A few minutes later, we set out on a tour of the house, down a corridor that smelled of fresh paint, past James’s study, where a giant fish tank, to be filled with rare puffer fish and angelfish, was being installed. The hallway was lined with portraits by Sir Anthony van Dyck, Sir Godfrey Kneller, and Sir Peter Lely. “All my Lelys are important,” James told me later. “In Althorp, the Earl of Spencer has the Windsor Beauties, which is a very famous group of pictures by the artist. I’ve been trying to rival the Windsor Beauties. I have more, I think, than him, and I’m just five off the Royal Collection.”
“James’s Old Masters!” Petra said indulgently. “Very different than my taste.” We passed a sculpture by Marc Quinn of twin Pamela Andersons in bikinis: hers. “I’ve never met her; I just love the piece,” she said. “I think it’s so fun.” She showed me more living rooms, the solarium, and the swimming pool, which she had yet to use.
“I need space,” she said, as we headed downstairs. “I was living in an apartment before, in London, so it’s a change. That was 5,000 square feet. Then I moved into our other house in London, which was 20,000 square feet.”
In January, Petra bought a historic, grade II–listed house in the city’s posh Chelsea neighborhood, which is valued at $87 million. Her sister, Tamara, the 27-year-old subject of a British reality show called Billion $$ Girl, recently bought a house on Kensington Palace Gardens, the most expensive street in England. The sisters’ spending habits are apparently causing their father some concern. In December, The Guardian reported that he had established a £3 billion trust for them to build a real estate portfolio. “The idea was that they’d buy superquality property that would be long term—for their kids and everything else,” he said. “Didn’t happen. They haven’t done that. So they’ve had access to money, which they’ve spent.”

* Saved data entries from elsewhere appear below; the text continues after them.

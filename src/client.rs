//! The top-level entry point (§1, §4.5). One `Client` opens one connection
//! per authority and hands off requests to it; generalizes the teacher's
//! synchronous single-socket `Client::get` to an async, multiplexing
//! connection per host.
use crate::connection::{ClientConfig, Connection, ConnectionStatsSnapshot};
use crate::error::H2Error;
use crate::request::Request;
use crate::response::Response;
use dashmap::DashMap;
use log::trace;
use std::sync::Arc;
use tokio::sync::Mutex;
use url::Url;

/// Key used to reuse a connection across requests to the same origin.
fn authority(url: &Url) -> Option<(String, u16)> {
    let host = url.host_str()?.to_owned();
    let port = url.port_or_known_default()?;
    Some((host, port))
}

pub struct Client {
    rustls_config: Arc<rustls::ClientConfig>,
    config: ClientConfig,
    connections: DashMap<(String, u16), Arc<Mutex<Arc<Connection>>>>,
}

impl Client {
    #[must_use]
    pub fn with_config(config: ClientConfig) -> Self {
        Self {
            rustls_config: crate::transport::default_rustls_config(),
            config,
            connections: DashMap::new(),
        }
    }

    pub async fn request(&self, request: Request) -> Result<Response, H2Error> {
        let connection = self.connection_for(&request.url).await?;
        trace!("{} {}", request.url, request.id);
        connection.request(request).await
    }

    pub async fn get(&self, url: Url) -> Result<Response, H2Error> {
        self.request(Request::get(url, None)).await
    }

    /// Read-only counters for the connection currently open to `url`'s
    /// authority, if any (§6).
    pub async fn stats_for(&self, url: &Url) -> Option<ConnectionStatsSnapshot> {
        let key = authority(url)?;
        let slot = self.connections.get(&key)?;
        let guard = slot.lock().await;
        (!guard.is_closed()).then(|| guard.stats())
    }

    /// Gracefully closes the connection currently open to `url`'s authority,
    /// if any, letting in-flight requests finish (§4.5).
    pub async fn close(&self, url: &Url) {
        let Some(key) = authority(url) else { return };
        if let Some(slot) = self.connections.get(&key) {
            slot.lock().await.close().await;
        }
    }

    async fn connection_for(&self, url: &Url) -> Result<Arc<Connection>, H2Error> {
        let key = authority(url).ok_or(H2Error::Protocol("URL has no authority"))?;
        if let Some(slot) = self.connections.get(&key) {
            let guard = slot.lock().await;
            if !guard.is_closed() {
                return Ok(guard.clone());
            }
        }
        let connection = Arc::new(Connection::connect(url, self.rustls_config.clone(), self.config).await?);
        let slot = self
            .connections
            .entry(key)
            .or_insert_with(|| Arc::new(Mutex::new(connection.clone())));
        let mut guard = slot.lock().await;
        if guard.is_closed() {
            *guard = connection;
        }
        Ok(guard.clone())
    }
}

impl Default for Client {
    fn default() -> Self {
        Self::with_config(ClientConfig::default())
    }
}
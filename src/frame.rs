//! Frame codec (§4.1): parses and serializes the nine-octet-header wire
//! frames and enforces the per-type structural invariants from the table in
//! spec §4.1. A single tagged `Frame` enum replaces per-kind class
//! hierarchies, matching the "tagged-variant frame representation" guidance
//! in §9 and the shape of `carllerche-h2`'s `frame::Frame`.

use crate::error::H2Error;
use crate::flags::*;
use crate::types::*;
use bytes::{Buf, BufMut, Bytes, BytesMut};
use std::convert::TryFrom;
use tokio::io::{AsyncRead, AsyncReadExt, AsyncWrite, AsyncWriteExt};

pub const FRAME_HEADER_LEN: usize = 9;

/// The fixed nine-octet frame header (§6: "Frame layout on the wire").
#[derive(Debug, Clone, Copy)]
struct FrameHeader {
    length: u32,
    typ: u8,
    flags: u8,
    stream_id: StreamId,
}

impl FrameHeader {
    fn parse(buf: &[u8; FRAME_HEADER_LEN]) -> Self {
        let length = u32::from_be_bytes([0, buf[0], buf[1], buf[2]]);
        let typ = buf[3];
        let flags = buf[4];
        // high bit reserved, ignored on receipt (§6)
        let stream_id = u32::from_be_bytes([buf[5], buf[6], buf[7], buf[8]]) & (u32::MAX >> 1);
        Self {
            length,
            typ,
            flags,
            stream_id,
        }
    }

    fn write(self, out: &mut BytesMut) {
        out.put_slice(&self.length.to_be_bytes()[1..]);
        out.put_u8(self.typ);
        out.put_u8(self.flags);
        out.put_u32(self.stream_id & (u32::MAX >> 1));
    }
}

/// A fully parsed HTTP/2 frame (§3 "Frame").
#[derive(Debug, Clone)]
pub enum Frame {
    Data {
        stream_id: NonZeroStreamId,
        end_stream: bool,
        data: Bytes,
    },
    Headers {
        stream_id: NonZeroStreamId,
        end_stream: bool,
        end_headers: bool,
        dependency: Option<(StreamId, bool, u8)>,
        block: Bytes,
    },
    Priority {
        stream_id: NonZeroStreamId,
        dependency: StreamId,
        exclusive: bool,
        weight: u8,
    },
    ResetStream {
        stream_id: NonZeroStreamId,
        error: ErrorType,
    },
    Settings {
        ack: bool,
        params: Vec<(SettingsParameter, u32)>,
    },
    PushPromise {
        stream_id: NonZeroStreamId,
        end_headers: bool,
        promised_id: StreamId,
        block: Bytes,
    },
    Ping {
        ack: bool,
        data: [u8; 8],
    },
    GoAway {
        last_stream_id: StreamId,
        error: ErrorType,
        debug: Bytes,
    },
    WindowUpdate {
        stream_id: StreamId,
        increment: u32,
    },
    Continuation {
        stream_id: NonZeroStreamId,
        end_headers: bool,
        block: Bytes,
    },
    /// Unrecognized frame type; tolerated and skipped per §3.
    Unknown { stream_id: StreamId },
}

fn strip_padding(flags: u8, padded_bit: u8, mut payload: Bytes) -> Result<Bytes, H2Error> {
    if flags & padded_bit == 0 {
        return Ok(payload);
    }
    if payload.is_empty() {
        return Err(H2Error::FrameFormat("PADDED flag set on empty payload"));
    }
    let pad_len = payload.split_to(1)[0] as usize;
    if pad_len > payload.len() {
        return Err(H2Error::FrameFormat("pad length exceeds remaining payload"));
    }
    payload.truncate(payload.len() - pad_len);
    Ok(payload)
}

fn nonzero_stream(stream_id: StreamId) -> Result<NonZeroStreamId, H2Error> {
    NonZeroStreamId::new(stream_id).ok_or(H2Error::Protocol("stream id must be non-zero"))
}
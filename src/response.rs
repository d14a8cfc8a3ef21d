use crate::types::HeaderList;
use bytes::Bytes;

#[derive(Debug, Clone)]
pub struct Response {
    pub request_id: usize,
    pub headers: HeaderList,
    pub body: Bytes,
}

impl Response {
    #[must_use]
    pub fn header(&self, key: impl AsRef<str>) -> Option<&str> {
        let key = key.as_ref();
        self.headers
            .iter()
            .find(|(k, _)| k == key)
            .map(|(_, v)| v.as_ref())
    }

    /// The `:status` pseudo-header, parsed as a status code.
    ///
    /// # Panics
    /// Panics if the response has no `:status` header or it is not a valid
    /// number; a conforming peer always sends exactly one.
    #[must_use]
    pub fn status(&self) -> u16 {
        self.header(":status")
            .expect("no :status pseudo-header in response")
            .parse()
            .expect(":status is not a valid number")
    }

    #[cfg(feature = "json")]
    pub fn json<T: serde::de::DeserializeOwned>(&self) -> serde_json::Result<T> {
        serde_json::from_slice(&self.body)
    }

    #[must_use]
    pub fn text(&self) -> String {
        String::from_utf8_lossy(&self.body).into_owned()
    }
}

Petra is a modern-day princess, albeit one reared in the age of Paris Hilton. Her devotion to canines—she collects English bulldogs, Maltese, Maltese poodles, rottweilers, boxers, and Cavalier King Charles spaniels—rivals the Queen’s. Her wedding, at Odescalchi Castle (where Tom Cruise and Katie Holmes were married), was as luxurious as a coronation: Guests were served Château Pétrus ($6,000 a bottle) and entertained by the Black Eyed Peas. Until recently, the event was believed to have cost $7 million. Then Bernie Ecclestone testified in the corruption trial of a German banker, where it was revealed that the wedding had actually cost nearly $19 million, a level of spending encouraged by his ex-wife, Petra’s mother, a Croatian former model named Slavica. “ It was worth every penny because it made my daughter happy,” Slavica was quoted as saying in Grazia. “Who cares about money?”